La bonne humeur est générale, la détermination intacte
Peu avant le carrefour de la Saulce, au coeur de la Zad, les gardes mobiles sont massés, nombreux, pour empêcher les manifestants de rejoindre la partie orientale où se situent tous les lieux détruits. Une centaine de personnes sont retenues à la Grée, un lieu de vie encore debout. Vers 14h, il est toujours impossible de traverser le carrefour. Une partie de la foule attend, un peu en retrait. Face aux policiers, suréquipés, des gens pique-niquent, jouent de la musique, jonglent avec des grenades usagées – 4000 auraient été tirées par les gendarmes depuis une semaine – et discutent. « @Macron #Menteur » dit une pancarte. « Vive les mômes et les voyous », lance une autre.
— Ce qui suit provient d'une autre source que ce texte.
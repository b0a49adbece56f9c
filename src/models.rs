//! Server-defined records mirrored by the client
//!
//! The client never owns canonical state. Every struct here is a cached
//! mirror of a backend row; lifecycle (create/mutate/delete) is delegated to
//! the server and reflected locally through the query cache.

use chrono::{DateTime, Utc};
use serde::{Deserialize, Serialize};

/// A practice language (e.g. Nepali, Mandarin)
#[derive(Debug, Clone, PartialEq, Serialize, Deserialize)]
#[serde(rename_all = "camelCase")]
pub struct Language {
    pub id: i64,
    pub name: String,
    pub lang_code: String,
}

/// Payload for creating or updating a language
#[derive(Debug, Clone, Serialize)]
#[serde(rename_all = "camelCase")]
pub struct LanguageDraft {
    pub name: String,
    pub lang_code: String,
}

/// A practice dialogue within a language and domain
#[derive(Debug, Clone, PartialEq, Serialize, Deserialize)]
#[serde(rename_all = "camelCase")]
pub struct Dialogue {
    pub id: i64,
    pub title: String,
    pub language_id: i64,
    pub domain_id: i64,
}

/// Payload for creating or updating a dialogue
#[derive(Debug, Clone, Serialize)]
#[serde(rename_all = "camelCase")]
pub struct DialogueDraft {
    pub title: String,
    pub language_id: i64,
    pub domain_id: i64,
}

/// One utterance of a dialogue, with optional recorded audio
#[derive(Debug, Clone, PartialEq, Serialize, Deserialize)]
#[serde(rename_all = "camelCase")]
pub struct Segment {
    pub id: i64,
    pub dialogue_id: i64,
    pub text_content: String,
    pub segment_order: i32,
    #[serde(default)]
    pub audio_url: Option<String>,
    #[serde(default)]
    pub suggested_audio_url: Option<String>,
}

/// Text fields of a segment create/update; audio travels as multipart parts
#[derive(Debug, Clone)]
pub struct SegmentDraft {
    pub dialogue_id: i64,
    pub text_content: String,
    pub segment_order: i32,
}

/// A vocabulary entry with original/converted word pair
#[derive(Debug, Clone, PartialEq, Serialize, Deserialize)]
#[serde(rename_all = "camelCase")]
pub struct Vocabulary {
    pub id: i64,
    pub language_id: i64,
    pub original_word: String,
    pub converted_word: String,
    #[serde(default)]
    pub description: Option<String>,
    #[serde(default)]
    pub original_audio_url: Option<String>,
    #[serde(default)]
    pub converted_audio_url: Option<String>,
}

/// Text fields of a vocabulary create/update; audio travels as multipart parts
#[derive(Debug, Clone)]
pub struct VocabularyDraft {
    pub language_id: i64,
    pub original_word: String,
    pub converted_word: String,
    pub description: Option<String>,
}

/// A timed mock test pairing two dialogues
#[derive(Debug, Clone, PartialEq, Serialize, Deserialize)]
#[serde(rename_all = "camelCase")]
pub struct MockTest {
    pub id: i64,
    pub title: String,
    pub language_id: i64,
    pub dialogue_id: i64,
    #[serde(rename = "dialogueId2")]
    pub dialogue_id_2: i64,
    pub duration_seconds: i64,
    pub total_marks: i32,
    pub pass_marks: i32,
}

/// Payload for creating or updating a mock test
#[derive(Debug, Clone, Serialize)]
#[serde(rename_all = "camelCase")]
pub struct MockTestDraft {
    pub title: String,
    pub language_id: i64,
    pub dialogue_id: i64,
    #[serde(rename = "dialogueId2")]
    pub dialogue_id_2: i64,
    pub duration_seconds: i64,
    pub total_marks: i32,
    pub pass_marks: i32,
}

/// A rapid-review set referencing segments across dialogues
#[derive(Debug, Clone, PartialEq, Serialize, Deserialize)]
#[serde(rename_all = "camelCase")]
pub struct RapidReview {
    pub id: i64,
    pub title: String,
    pub language_id: i64,
    pub segments: Vec<i64>,
}

/// Payload for creating or updating a rapid review
#[derive(Debug, Clone, Serialize)]
#[serde(rename_all = "camelCase")]
pub struct RapidReviewDraft {
    pub title: String,
    pub language_id: i64,
    pub segments: Vec<i64>,
}

/// A user's subscription to one language's content
#[derive(Debug, Clone, PartialEq, Serialize, Deserialize)]
#[serde(rename_all = "camelCase")]
pub struct Subscription {
    pub id: i64,
    pub user_id: i64,
    pub language_id: i64,
    pub status: String,
    #[serde(default)]
    pub current_period_end: Option<DateTime<Utc>>,
    #[serde(default)]
    pub cancel_at_period_end: bool,
    #[serde(default)]
    pub stripe_subscription_id: Option<String>,
}

/// Summary of whether a user currently holds access, per language
#[derive(Debug, Clone, PartialEq, Serialize, Deserialize)]
#[serde(rename_all = "camelCase")]
pub struct SubscriptionStatus {
    pub active: bool,
    #[serde(default)]
    pub language_ids: Vec<i64>,
}

/// A payment record
#[derive(Debug, Clone, PartialEq, Serialize, Deserialize)]
#[serde(rename_all = "camelCase")]
pub struct Transaction {
    pub id: i64,
    pub amount: f64,
    pub currency: String,
    pub status: String,
    #[serde(default)]
    pub stripe_invoice_id: Option<String>,
    #[serde(default)]
    pub stripe_customer_id: Option<String>,
    #[serde(default)]
    pub paid_at: Option<DateTime<Utc>>,
}

/// Fields of a transaction an admin may amend
#[derive(Debug, Clone, Serialize)]
#[serde(rename_all = "camelCase")]
pub struct TransactionUpdate {
    #[serde(skip_serializing_if = "Option::is_none")]
    pub status: Option<String>,
    #[serde(skip_serializing_if = "Option::is_none")]
    pub amount: Option<f64>,
}

/// A message submitted through the contact form
#[derive(Debug, Clone, PartialEq, Serialize, Deserialize)]
#[serde(rename_all = "camelCase")]
pub struct ContactMessage {
    pub id: i64,
    pub first_name: String,
    pub last_name: String,
    pub email: String,
    #[serde(default)]
    pub phone_number: Option<String>,
    pub subject: String,
    pub message: String,
    pub created_at: DateTime<Utc>,
}

/// One server-driven page of contact messages, the canonical cached shape
/// for the paginated listing
#[derive(Debug, Clone, PartialEq, Serialize, Deserialize)]
#[serde(rename_all = "camelCase")]
pub struct ContactPage {
    pub messages: Vec<ContactMessage>,
    pub total: i64,
}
D’autres se tiennent debout, à un petit mètre d’un cordon de gardes mobiles.
Derrière eux, des barricades sont surmontées de fleurs. Des sonos ont été installées. Des accordéonistes poussent la chansonnette. Des tables reçoivent des victuailles amenées de partout pour alimenter la lutte : chocolat, café, pain, légumes… Il y a aussi des clous, des vis, des marteaux, qui sont passés à travers les mailles des filets policiers ; ainsi que des bougies et des lampes, l’électricité ayant été coupée en plusieurs endroits depuis que les expulsions ont débuté, ce 9 avril, au petit matin. « Nous avons réussi à acheminer des matelas », sourient Rose et Michel, retraités et fidèles soutiens de la Zad.
A Bellevue, ferme « en dur » sauvée de la destruction en 2012, se pressent des familles, des retraités, des groupes d’amis, des gens venus en solitaire… Un ensemble bigarré semblable à ceux des manifestations de lutte contre l’aéroport. La bonne humeur est générale, la détermination intacte. Un regain d’énergie pour celles et ceux qui bataillent depuis une semaine pour tâcher de sauver ce qui se vit ici. « Pourquoi vouloir à tout prix empêcher ces gens de vivre sur les terres qu’ils ont défendues ? se demande Pierre, paysan. Ces gens interrogent nos modes de vie et notre société de consommation. Ils sont sans doute une partie de la solution pour sauver la planète du désastre. »
Loin de se vider en une semaine, la zad s’est repeuplée
À côté des sacs et tentes de ceux et celles qui dorment sur place, un stand Médic recueille les dons et les redistribue : jus de citron et masques, pansements, désinfectants, maalox… En une semaine d’affrontements, plus de 100 blessés ont été recensés côtés occupants et soutiens. La gendarmerie annonce une soixantaine de blessés. Un peu plus haut, un hangar bâti en bois local abrite une activité intense : on scie, on coupe, on assemble un campanile. Cette mini charpente en bois doit surmonter le grand bâtiment qui sera reconstruit au Gourbis dans la soirée. L’ensemble de la charpente a été réalisée pendant la semaine avec du bois de la zad par des dizaines d’artisans solidaires.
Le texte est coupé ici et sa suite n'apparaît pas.